(7 years, 4 months ago)
Commons ChamberIt is a pleasure to be called by you for the first time, Madam Deputy Speaker.
The reality is that this franchise has been a bad franchise for a significant time: it has not worked. I find the finger-pointing at the unions slightly hypocritical, given that Peter Wilkinson, a senior official at the Department for Transport, said only last year:
“Over the next three years we’re going to be having punch ups and we will see industrial action and I want your support...we have got to break them.”
He said that employees had borrowed money for cars on their credit cards and could not afford to go on strike, and he went on and on. If that is not a political motivation to aggravate this strike, I do not know what is—it is a clear ratcheting up of the dispute. Of course, there is always blame on all sides, but the Government and the Department for Transport are in a position of responsibility.

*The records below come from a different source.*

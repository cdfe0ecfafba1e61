//! Options recognized by a reconciliation batch.

use crate::error::{Error, Result};
use crate::feature::FeatureId;
use std::fmt;
use std::sync::Arc;
use std::time::Duration;

/// Default number of history fetches allowed in flight at once.
pub const DEFAULT_CONCURRENCY_LIMIT: usize = 16;

/// Predicate selecting which children are tracked for updates.
pub type ChildFilter = Arc<dyn Fn(FeatureId) -> bool + Send + Sync>;

/// Batch options.
#[derive(Clone)]
pub struct Options {
    /// Minimum spacing between emitted checkpoints
    pub threshold: Duration,
    /// Maximum simultaneous history fetches
    pub concurrency_limit: usize,
    /// Children rejected by the filter keep their baseline state and never
    /// produce checkpoints
    pub child_filter: Option<ChildFilter>,
    /// Fail when a visible parent references a child absent at its start
    pub require_visible_children: bool,
}

impl Default for Options {
    fn default() -> Self {
        Self {
            threshold: Duration::ZERO,
            concurrency_limit: DEFAULT_CONCURRENCY_LIMIT,
            child_filter: None,
            require_visible_children: false,
        }
    }
}

impl fmt::Debug for Options {
    fn fmt(&self, f: &mut fmt::Formatter<'_>) -> fmt::Result {
        f.debug_struct("Options")
            .field("threshold", &self.threshold)
            .field("concurrency_limit", &self.concurrency_limit)
            .field("child_filter", &self.child_filter.is_some())
            .field("require_visible_children", &self.require_visible_children)
            .finish()
    }
}

impl Options {
    /// Options with the given threshold and defaults otherwise.
    #[must_use]
    pub fn with_threshold(threshold: Duration) -> Self {
        Self {
            threshold,
            ..Self::default()
        }
    }

    /// Set the concurrency limit.
    #[must_use]
    pub fn concurrency_limit(mut self, limit: usize) -> Self {
        self.concurrency_limit = limit;
        self
    }

    /// Only track children accepted by `filter`.
    #[must_use]
    pub fn child_filter<F>(mut self, filter: F) -> Self
    where
        F: Fn(FeatureId) -> bool + Send + Sync + 'static,
    {
        self.child_filter = Some(Arc::new(filter));
        self
    }

    /// Require every child of a visible parent to be present at its start.
    #[must_use]
    pub fn require_visible_children(mut self, require: bool) -> Self {
        self.require_visible_children = require;
        self
    }

    /// Whether updates are computed for `id`.
    #[must_use]
    pub fn tracks(&self, id: FeatureId) -> bool {
        self.child_filter.as_ref().map_or(true, |filter| filter(id))
    }

    /// Validate the options and return the threshold as a chrono duration.
    ///
    /// # Errors
    ///
    /// Returns [`Error::InvalidOptions`] if the concurrency limit is zero or the
    /// threshold is too large to represent.
    pub fn validate(&self) -> Result<chrono::Duration> {
        if self.concurrency_limit == 0 {
            return Err(Error::InvalidOptions(
                "concurrency limit must be positive".to_string(),
            ));
        }

        chrono::Duration::from_std(self.threshold).map_err(|_| {
            Error::InvalidOptions(format!("threshold {:?} out of range", self.threshold))
        })
    }
}
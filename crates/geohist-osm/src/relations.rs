//! Relation annotation.

use crate::error::AnnotateError;
use crate::model::{ChildFeature, Relation, Update};
use chrono::{DateTime, Utc};
use geohist_core::{
    reconcile, CancelSignal, ChangesetId, FeatureId, HistorySource, Options, Parent,
    Reconciliation, Versioned,
};
use std::sync::Arc;
use std::time::Duration;

struct RelationParent<'a> {
    relation: &'a Relation,
    refs: Vec<FeatureId>,
}

impl<'a> RelationParent<'a> {
    fn new(relation: &'a Relation) -> Self {
        Self {
            relation,
            refs: relation.member_ids(),
        }
    }
}

impl Versioned for RelationParent<'_> {
    fn feature_id(&self) -> FeatureId {
        self.relation.feature_id()
    }

    fn version(&self) -> u32 {
        self.relation.version
    }

    fn changeset_id(&self) -> ChangesetId {
        self.relation.changeset_id
    }

    fn visible(&self) -> bool {
        self.relation.visible
    }

    fn timestamp(&self) -> DateTime<Utc> {
        self.relation.timestamp
    }
}

impl Parent for RelationParent<'_> {
    fn committed(&self) -> Option<DateTime<Utc>> {
        self.relation.committed
    }

    fn refs(&self) -> &[FeatureId] {
        &self.refs
    }
}

/// Annotate `relations` with the member versions in effect while each
/// relation version was current.
///
/// Members of every kind receive version and changeset; node members also
/// receive their location. Node members change state when they move, other
/// members whenever they get a new version. Use [`Options::child_filter`] to
/// restrict updates to certain member kinds.
///
/// # Errors
///
/// Same as [`annotate_ways`](crate::annotate_ways).
pub async fn annotate_relations<S>(
    relations: &mut [Relation],
    source: Arc<S>,
    threshold: Duration,
    options: &Options,
    cancel: &CancelSignal,
) -> Result<(), AnnotateError>
where
    S: HistorySource<ChildFeature>,
{
    let options = Options {
        threshold,
        ..options.clone()
    };

    let results = {
        let parents: Vec<RelationParent<'_>> =
            relations.iter().map(RelationParent::new).collect();
        reconcile(&parents, source, &options, cancel).await?
    };

    for (relation, result) in relations.iter_mut().zip(&results) {
        apply(relation, result);
    }

    tracing::debug!(relations = relations.len(), "Annotated relations");
    Ok(())
}

fn apply(relation: &mut Relation, result: &Reconciliation<ChildFeature>) {
    for (member, child) in relation.members.iter_mut().zip(&result.baseline.state) {
        if let Some(child) = child {
            member.annotate(child);
        }
    }

    relation.updates = Update::collect(result);
}
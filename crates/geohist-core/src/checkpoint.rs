//! Checkpoints and the materialized reconciliation of one parent version.

use crate::coalesce::Coalescer;
use crate::feature::{Child, ElementId, Parent};
use crate::merge::EventMerger;
use crate::timeline::Timeline;
use crate::window::ValidityWindow;
use chrono::{DateTime, Duration, Utc};
use serde::{Deserialize, Serialize};

/// The reconciled state of every reference position at one instant.
#[derive(Debug, Clone, PartialEq, Serialize, Deserialize)]
pub struct Checkpoint<C> {
    /// Instant the state took effect
    pub timestamp: DateTime<Utc>,
    /// Child version per reference position; `None` if absent
    pub state: Vec<Option<C>>,
    /// Positions that differ from the previous checkpoint
    pub changed: Vec<usize>,
}

impl<C> Checkpoint<C> {
    /// Child version at `position`, if present.
    #[must_use]
    pub fn get(&self, position: usize) -> Option<&C> {
        self.state.get(position).and_then(Option::as_ref)
    }

    /// The changed positions paired with their new state.
    pub fn changes(&self) -> impl Iterator<Item = (usize, Option<&C>)> + '_ {
        self.changed.iter().map(|&position| (position, self.get(position)))
    }

    /// Number of reference positions.
    #[must_use]
    pub fn len(&self) -> usize {
        self.state.len()
    }

    /// Whether the parent references no children.
    #[must_use]
    pub fn is_empty(&self) -> bool {
        self.state.is_empty()
    }
}

/// Reconciled history of one parent version.
///
/// The baseline is the state at the start of the window and is what the caller
/// writes back onto the parent's references. `updates` are the subsequent
/// checkpoints in time order.
#[derive(Debug, Clone, PartialEq, Serialize, Deserialize)]
pub struct Reconciliation<C> {
    /// Parent version this applies to
    pub parent: ElementId,
    /// Window the parent version was in effect
    pub window: ValidityWindow,
    /// State at `window.start`
    pub baseline: Checkpoint<C>,
    /// Later checkpoints, strictly increasing in time
    pub updates: Vec<Checkpoint<C>>,
}

impl<C> Reconciliation<C> {
    /// Result for a parent with nothing to reconcile.
    #[must_use]
    pub fn empty(parent: ElementId, window: ValidityWindow, positions: usize) -> Self {
        Self {
            parent,
            window,
            baseline: Checkpoint {
                timestamp: window.start,
                state: std::iter::repeat_with(|| None).take(positions).collect(),
                changed: Vec::new(),
            },
            updates: Vec::new(),
        }
    }

    /// The checkpoint in effect at `at`, if `at` is inside the window.
    #[must_use]
    pub fn state_at(&self, at: DateTime<Utc>) -> Option<&Checkpoint<C>> {
        if !self.window.contains(at) {
            return None;
        }

        let idx = self.updates.partition_point(|c| c.timestamp <= at);
        Some(idx.checked_sub(1).map_or(&self.baseline, |i| &self.updates[i]))
    }

    /// The last known state of the window.
    #[must_use]
    pub fn latest(&self) -> &Checkpoint<C> {
        self.updates.last().unwrap_or(&self.baseline)
    }
}

/// Reconcile one parent version against the timelines of its references.
///
/// `timelines` and `tracked` are aligned with `parent.refs()`. Untracked
/// positions keep their baseline state for the whole window.
#[must_use]
pub fn materialize<P, C>(
    parent: &P,
    window: ValidityWindow,
    timelines: &[&Timeline<C>],
    tracked: &[bool],
    threshold: Duration,
) -> Reconciliation<C>
where
    P: Parent,
    C: Child,
{
    let state: Vec<Option<C>> = timelines
        .iter()
        .map(|timeline| timeline.at(window.start).cloned())
        .collect();
    let changed = state
        .iter()
        .enumerate()
        .filter_map(|(position, slot)| slot.as_ref().map(|_| position))
        .collect();

    let lanes: Vec<Option<&Timeline<C>>> = timelines
        .iter()
        .zip(tracked)
        .map(|(timeline, &tracked)| tracked.then_some(*timeline))
        .collect();

    let events = EventMerger::new(window, &lanes);
    let updates = Coalescer::new(parent.changeset_id(), threshold).run(&state, events);

    tracing::debug!(
        parent = %parent.element_id(),
        positions = state.len(),
        updates = updates.len(),
        open = window.is_open(),
        "Materialized parent"
    );

    Reconciliation {
        parent: parent.element_id(),
        window,
        baseline: Checkpoint {
            timestamp: window.start,
            state,
            changed,
        },
        updates,
    }
}
//! Identity vocabulary and the capability traits the engine is generic over.
//!
//! Concrete feature types (nodes, ways, relations, or anything else with an
//! independent version history) are wrapped by the caller so that they expose:
//! - Identity (feature kind + numeric ref)
//! - Version number and edit changeset
//! - Visibility (a `false` version marks a deletion)
//! - Timestamp of the edit
//!
//! Parents additionally expose their committed timestamp and ordered child refs.

use chrono::{DateTime, Utc};
use serde::{Deserialize, Serialize};
use std::fmt;
use std::str::FromStr;

/// The kind of a versioned feature.
#[derive(Debug, Clone, Copy, PartialEq, Eq, PartialOrd, Ord, Hash, Serialize, Deserialize)]
#[serde(rename_all = "lowercase")]
pub enum FeatureKind {
    /// A point feature
    Node,
    /// An ordered list of nodes
    Way,
    /// A collection of members of any kind
    Relation,
}

impl FeatureKind {
    /// Lowercase name used in display and parsing.
    #[must_use]
    pub fn as_str(&self) -> &'static str {
        match self {
            FeatureKind::Node => "node",
            FeatureKind::Way => "way",
            FeatureKind::Relation => "relation",
        }
    }
}

impl fmt::Display for FeatureKind {
    fn fmt(&self, f: &mut fmt::Formatter<'_>) -> fmt::Result {
        f.write_str(self.as_str())
    }
}

/// Identity of a feature across all of its versions.
#[derive(Debug, Clone, Copy, PartialEq, Eq, PartialOrd, Ord, Hash, Serialize, Deserialize)]
pub struct FeatureId {
    /// Feature kind
    pub kind: FeatureKind,
    /// Numeric reference, unique within the kind
    #[serde(rename = "ref")]
    pub ref_: i64,
}

impl FeatureId {
    /// Create a feature id.
    #[must_use]
    pub fn new(kind: FeatureKind, ref_: i64) -> Self {
        Self { kind, ref_ }
    }

    /// Shorthand for a node id.
    #[must_use]
    pub fn node(ref_: i64) -> Self {
        Self::new(FeatureKind::Node, ref_)
    }

    /// Shorthand for a way id.
    #[must_use]
    pub fn way(ref_: i64) -> Self {
        Self::new(FeatureKind::Way, ref_)
    }

    /// Shorthand for a relation id.
    #[must_use]
    pub fn relation(ref_: i64) -> Self {
        Self::new(FeatureKind::Relation, ref_)
    }

    /// Pair this id with a version number.
    #[must_use]
    pub fn at_version(self, version: u32) -> ElementId {
        ElementId {
            feature: self,
            version,
        }
    }
}

impl fmt::Display for FeatureId {
    fn fmt(&self, f: &mut fmt::Formatter<'_>) -> fmt::Result {
        write!(f, "{}/{}", self.kind, self.ref_)
    }
}

impl FromStr for FeatureId {
    type Err = FeatureIdError;

    fn from_str(s: &str) -> Result<Self, Self::Err> {
        let (kind, ref_) = s
            .split_once('/')
            .ok_or_else(|| FeatureIdError::Malformed(s.to_string()))?;

        let kind = match kind {
            "node" => FeatureKind::Node,
            "way" => FeatureKind::Way,
            "relation" => FeatureKind::Relation,
            other => return Err(FeatureIdError::UnknownKind(other.to_string())),
        };
        let ref_ = ref_
            .parse()
            .map_err(|_| FeatureIdError::Malformed(s.to_string()))?;

        Ok(Self { kind, ref_ })
    }
}

/// Errors that can occur when parsing a [`FeatureId`].
#[derive(Debug, Clone, thiserror::Error)]
pub enum FeatureIdError {
    /// Input is not of the form `kind/ref`
    #[error("malformed feature id: {0}")]
    Malformed(String),
    /// Kind prefix is not node, way or relation
    #[error("unknown feature kind: {0}")]
    UnknownKind(String),
}

/// Identity of one specific version of a feature.
#[derive(Debug, Clone, Copy, PartialEq, Eq, PartialOrd, Ord, Hash, Serialize, Deserialize)]
pub struct ElementId {
    /// The feature
    pub feature: FeatureId,
    /// Version number
    pub version: u32,
}

impl fmt::Display for ElementId {
    fn fmt(&self, f: &mut fmt::Formatter<'_>) -> fmt::Result {
        write!(f, "{}v{}", self.feature, self.version)
    }
}

/// Identifier of the changeset an edit was made in.
#[derive(
    Debug, Clone, Copy, Default, PartialEq, Eq, PartialOrd, Ord, Hash, Serialize, Deserialize,
)]
#[serde(transparent)]
pub struct ChangesetId(pub i64);

impl fmt::Display for ChangesetId {
    fn fmt(&self, f: &mut fmt::Formatter<'_>) -> fmt::Result {
        write!(f, "{}", self.0)
    }
}

/// Capabilities shared by parent and child versions.
pub trait Versioned {
    /// Feature identity.
    fn feature_id(&self) -> FeatureId;

    /// Version number of this edit.
    fn version(&self) -> u32;

    /// Changeset the edit was made in.
    fn changeset_id(&self) -> ChangesetId;

    /// `false` if this version deletes the feature.
    fn visible(&self) -> bool;

    /// Nominal edit timestamp.
    fn timestamp(&self) -> DateTime<Utc>;

    /// Identity of this particular version.
    fn element_id(&self) -> ElementId {
        self.feature_id().at_version(self.version())
    }
}

/// A composite feature version referencing an ordered list of children.
pub trait Parent: Versioned {
    /// Committed timestamp, if the store recorded one.
    ///
    /// May lag the nominal timestamp when history was corrected retroactively.
    fn committed(&self) -> Option<DateTime<Utc>>;

    /// Ordered child references. Fixed for this version.
    fn refs(&self) -> &[FeatureId];

    /// Timestamp the version took effect: committed if known, else nominal.
    fn effective_timestamp(&self) -> DateTime<Utc> {
        self.committed().unwrap_or_else(|| self.timestamp())
    }
}

/// A child feature version.
pub trait Child: Versioned + Clone + fmt::Debug + Send + Sync + 'static {
    /// Whether `other` describes the same material state as `self`.
    ///
    /// Defaults to identical version and visibility. Implementations with a
    /// payload (e.g. coordinates) should compare that payload instead so that
    /// edits which leave it untouched do not produce checkpoints.
    fn same_state(&self, other: &Self) -> bool {
        self.version() == other.version() && self.visible() == other.visible()
    }
}

/// Material equality of two optional child states; `None` is absent.
pub(crate) fn same_slot<C: Child>(a: Option<&C>, b: Option<&C>) -> bool {
    match (a, b) {
        (None, None) => true,
        (Some(a), Some(b)) => a.same_state(b),
        _ => false,
    }
}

We all want a resolution because we want to ensure our constituents can take the journeys they have paid for. The hon. Gentleman has talked about how much friction there is. I will read a quote from Mr Hedley, the RMT union assistant general secretary. He said on LBC:
“I think all the Tories are an absolute disgrace. They should be taken out and shot to be quite frank with you.”
Is that the new, gentler kind of politics that the Opposition agree with and believe will bring a resolution to this problem?
It does not help when the Government have not been getting the unions around the table in the same room without preconditions. That is how we de-escalate things. People in positions of responsibility, such as the Minister, need to come forward and de-escalate it, and not just point fingers and quote from the radio but actually show leadership.
The reality is that this dispute is not about money. We have heard a lot from the Conservatives about trying to shove cash into the mouths of drivers. This dispute is about safety and accessibility. The unions have put a clear proposal on the table. They have offered to come to a deal that will ensure that disabled and vulnerable people can turn up to the train station without having to give notice, and that there will be safe conditions on the trains. The unions would then withdraw their action. That offer has been disregarded by GTR and its puppet masters in the Government. I call them puppet masters because this is a rigged contract that allows GTR to continue to get the cash incentive to run a service that it fails to run—it does not lose a penny when ticket sales are not made. It does not have to bear the risk. The problem is the contract.
The Government clearly need to bring the contract in-house. Gibb says that that would be disruptive but, as the hon. Member for Brighton, Pavilion (Caroline Lucas) said, that is because the Government wound down the direct operator and have left themselves with their pants down. They are unable to run a service and they are unable to hold the contractors to account.